The massive migration of Americans from blue states to escape severe Covid lockdowns, high taxes, and other restrictions can be a part of the price rise. However, this migration has stopped. The housing market is in crisis. However, the average household is still not able to afford these costs.
The housing market inflation is outpacing wage growth by a significant margin.
In 2022, the median home price in the United States was $428,000 The average American earns less than $50,000 annually, which puts them outside the current market.
The average rent cost in the United States has increased to $1300 per month for those who live there, and $1900 for those who move. This is due to the outrageously high rents in major coastal cities such as San Francisco (up 22%), Los Angeles (297 percent since January 2000), and New York (up 159 percent house price inflation since Jan 2000).
A minimum of $20 an hour is required to afford a one-bedroom apartment. Take into account the fact that almost 30% of Americans make less than $15 an hour (before taxes).
Nearly half the US population cannot afford a one-bedroom apartment. The vast majority of Americans won’t be able to afford a home at today’s high prices.
A minimum of $105,000 per year is required to qualify for a mortgage on a home worth $350,000. Remember that mortgage rates will rise if inflation worsens and the Federal Reserve raises interest rates. What’s the next step? It will only get worse.
So, what’s next?
Buyers who wait for the prices to drop in line with sales could find themselves waiting for a very long time. This could change if the government places price limits on housing. This is extremely unlikely.

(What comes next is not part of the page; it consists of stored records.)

//! Transaction — the fundamental unit of the Heddle ledger.
//!
//! A transaction is an immutable fact about one loom: warps produced,
//! material received or returned, or a balance carried in from the previous
//! batch. Once written, the only field that ever changes is `archived`,
//! flipped to `true` in the same atomic update that closes the batch the
//! transaction belongs to.
//!
//! Two historical encodings of the kind (signed quantities, and fused tags
//! like `CONE_RECEIPT`) exist only inside [`crate::migrate`]; everything past
//! ingestion carries the explicit [`TransactionKind`] + [`Material`] pair.

use chrono::{DateTime, Utc};
use rust_decimal::Decimal;
use serde::{Deserialize, Serialize};
use uuid::Uuid;

use crate::{
  balance::CARRY_THRESHOLD,
  batch::BatchId,
  error::ValidationError,
  loom::LoomId,
};

// ─── TransactionId ───────────────────────────────────────────────────────────

/// Opaque identifier of one ledger entry.
#[derive(
  Debug, Clone, PartialEq, Eq, PartialOrd, Ord, Hash, Serialize, Deserialize,
)]
pub struct TransactionId(String);

impl TransactionId {
  pub fn generate() -> Self { Self(Uuid::new_v4().hyphenated().to_string()) }

  pub fn as_str(&self) -> &str { &self.0 }
}

impl std::fmt::Display for TransactionId {
  fn fmt(&self, f: &mut std::fmt::Formatter<'_>) -> std::fmt::Result {
    f.write_str(&self.0)
  }
}

impl From<&str> for TransactionId {
  fn from(s: &str) -> Self { Self(s.to_owned()) }
}

impl From<String> for TransactionId {
  fn from(s: String) -> Self { Self(s) }
}

// ─── Material ────────────────────────────────────────────────────────────────

/// What a transaction counts. `Warp` is the finished unit coming off the
/// loom; `Cone` (yarn) and `Jarigai` (zari thread) are the raw materials it
/// consumes.
#[derive(
  Debug, Clone, Copy, PartialEq, Eq, Hash, Serialize, Deserialize,
)]
#[serde(rename_all = "lowercase")]
pub enum Material {
  Cone,
  Jarigai,
  Warp,
}

impl Material {
  /// The two stock-tracked raw materials, in reporting order.
  pub const RAW: [Material; 2] = [Material::Cone, Material::Jarigai];

  pub fn is_raw(self) -> bool { !matches!(self, Material::Warp) }
}

impl std::fmt::Display for Material {
  fn fmt(&self, f: &mut std::fmt::Formatter<'_>) -> std::fmt::Result {
    f.write_str(match self {
      Material::Cone => "cone",
      Material::Jarigai => "jarigai",
      Material::Warp => "warp",
    })
  }
}

// ─── TransactionKind ─────────────────────────────────────────────────────────

/// The explicit kind tag. Quantities are stored as positive magnitudes for
/// every kind except `Opening`, which may carry a negative balance forward
/// (a shortage inherited from the closed batch).
#[derive(
  Debug, Clone, Copy, PartialEq, Eq, Hash, Serialize, Deserialize,
)]
#[serde(rename_all = "lowercase")]
pub enum TransactionKind {
  /// Finished warps coming off the loom.
  Production,
  /// Raw material received into the batch's stock.
  Receipt,
  /// Raw material sent back; reduces stock.
  Return,
  /// Balance carried forward from the previous batch.
  Opening,
}

impl std::fmt::Display for TransactionKind {
  fn fmt(&self, f: &mut std::fmt::Formatter<'_>) -> std::fmt::Result {
    f.write_str(match self {
      TransactionKind::Production => "production",
      TransactionKind::Receipt => "receipt",
      TransactionKind::Return => "return",
      TransactionKind::Opening => "opening",
    })
  }
}

// ─── Transaction ─────────────────────────────────────────────────────────────

/// An immutable ledger entry. See the module docs for the mutability rule.
#[derive(Debug, Clone, PartialEq, Serialize, Deserialize)]
pub struct Transaction {
  pub id:          TransactionId,
  pub loom_id:     LoomId,
  /// The batch cycle this entry is attributed to. Mandatory; pre-migration
  /// entries without one are assigned their loom's synthetic legacy batch
  /// during ingestion.
  pub batch_id:    BatchId,
  pub kind:        TransactionKind,
  pub material:    Material,
  pub quantity:    Decimal,
  /// Creation order. Entries written together in one atomic update carry
  /// strictly increasing timestamps (millisecond offsets).
  pub recorded_at: DateTime<Utc>,
  /// True once this entry's batch has been closed.
  #[serde(default)]
  pub archived:    bool,
  /// Free text; no semantic effect.
  #[serde(default, skip_serializing_if = "Option::is_none")]
  pub note:        Option<String>,
}

impl Transaction {
  /// Finished warps into a batch.
  pub fn production(
    loom_id: LoomId,
    batch_id: BatchId,
    quantity: Decimal,
    note: Option<String>,
    recorded_at: DateTime<Utc>,
  ) -> Result<Self, ValidationError> {
    if quantity <= Decimal::ZERO {
      return Err(ValidationError::NonPositiveQuantity {
        kind: TransactionKind::Production,
        quantity,
      });
    }
    Ok(Self {
      id: TransactionId::generate(),
      loom_id,
      batch_id,
      kind: TransactionKind::Production,
      material: Material::Warp,
      quantity,
      recorded_at,
      archived: false,
      note,
    })
  }

  /// Raw material received into a batch.
  pub fn receipt(
    loom_id: LoomId,
    batch_id: BatchId,
    material: Material,
    quantity: Decimal,
    note: Option<String>,
    recorded_at: DateTime<Utc>,
  ) -> Result<Self, ValidationError> {
    Self::movement(
      TransactionKind::Receipt,
      loom_id,
      batch_id,
      material,
      quantity,
      note,
      recorded_at,
    )
  }

  /// Raw material sent back out of a batch. `quantity` is the positive
  /// magnitude returned.
  pub fn material_return(
    loom_id: LoomId,
    batch_id: BatchId,
    material: Material,
    quantity: Decimal,
    note: Option<String>,
    recorded_at: DateTime<Utc>,
  ) -> Result<Self, ValidationError> {
    Self::movement(
      TransactionKind::Return,
      loom_id,
      batch_id,
      material,
      quantity,
      note,
      recorded_at,
    )
  }

  /// Carry-forward opening balance. The quantity may be negative (inherited
  /// shortage) but never below the carry threshold in magnitude — balances
  /// that small are dropped instead of recorded.
  pub fn opening(
    loom_id: LoomId,
    batch_id: BatchId,
    material: Material,
    quantity: Decimal,
    note: Option<String>,
    recorded_at: DateTime<Utc>,
  ) -> Result<Self, ValidationError> {
    if !material.is_raw() {
      return Err(ValidationError::RawMaterialRequired(
        TransactionKind::Opening,
      ));
    }
    if quantity.abs() < CARRY_THRESHOLD {
      return Err(ValidationError::NegligibleOpening(quantity));
    }
    Ok(Self {
      id: TransactionId::generate(),
      loom_id,
      batch_id,
      kind: TransactionKind::Opening,
      material,
      quantity,
      recorded_at,
      archived: false,
      note,
    })
  }

  fn movement(
    kind: TransactionKind,
    loom_id: LoomId,
    batch_id: BatchId,
    material: Material,
    quantity: Decimal,
    note: Option<String>,
    recorded_at: DateTime<Utc>,
  ) -> Result<Self, ValidationError> {
    if !material.is_raw() {
      return Err(ValidationError::RawMaterialRequired(kind));
    }
    if quantity <= Decimal::ZERO {
      return Err(ValidationError::NonPositiveQuantity { kind, quantity });
    }
    Ok(Self {
      id: TransactionId::generate(),
      loom_id,
      batch_id,
      kind,
      material,
      quantity,
      recorded_at,
      archived: false,
      note,
    })
  }

  /// The same entry with its archived flag set — the one permitted mutation,
  /// applied when the owning batch closes.
  pub fn into_archived(mut self) -> Self {
    self.archived = true;
    self
  }
}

As inflation increases, it seems more likely that the government will cap monthly rents, but not property prices.
If evictions were stopped or rents frozen, landlords might sell their properties in masse to avoid having to pay taxes and expenses for assets that aren’t profitable. Although this could lead to a greater price drop, I wouldn’t be surprised if it did.
One solution to the housing crisis could be a ban on corporate purchases of houses. As a result, investment banks and hedge funds would be restricted to speculation on industrial and retail assets.
Although I don’t like government interference in business, it might be better to stop multinationals from buying American homes and driving up prices than to stop landlords from collecting rent. Multinational corporations may be buying up the US housing market as part of a plan to increase home prices.
Inflationary price bubbles like the one we are seeing today can last for years or even a decade. It will come with severe economic turmoil when housing prices eventually plummet. The people will worry about much more than just whether they can afford a mortgage at that point. (Note: Birch Gold wrote extensively about the current bubble in housing and the forces driving it.
A free society is dependent on property rights and ownership. If ownership is restricted to the wealthy and upper-middle classes, it is impossible for society to move into feudalism or socialism.
For those who are inclined to dictatorial tendencies, housing inflation can be a boon. People are more likely to support dictatorial regimes because they feel helpless when they are homeless. You may be able to get housing at some point, but this will come at a high price.
A government taking over their landlord is something that no rational person would want. It’s hard to resist the government’s overreach when you have the roof above your head.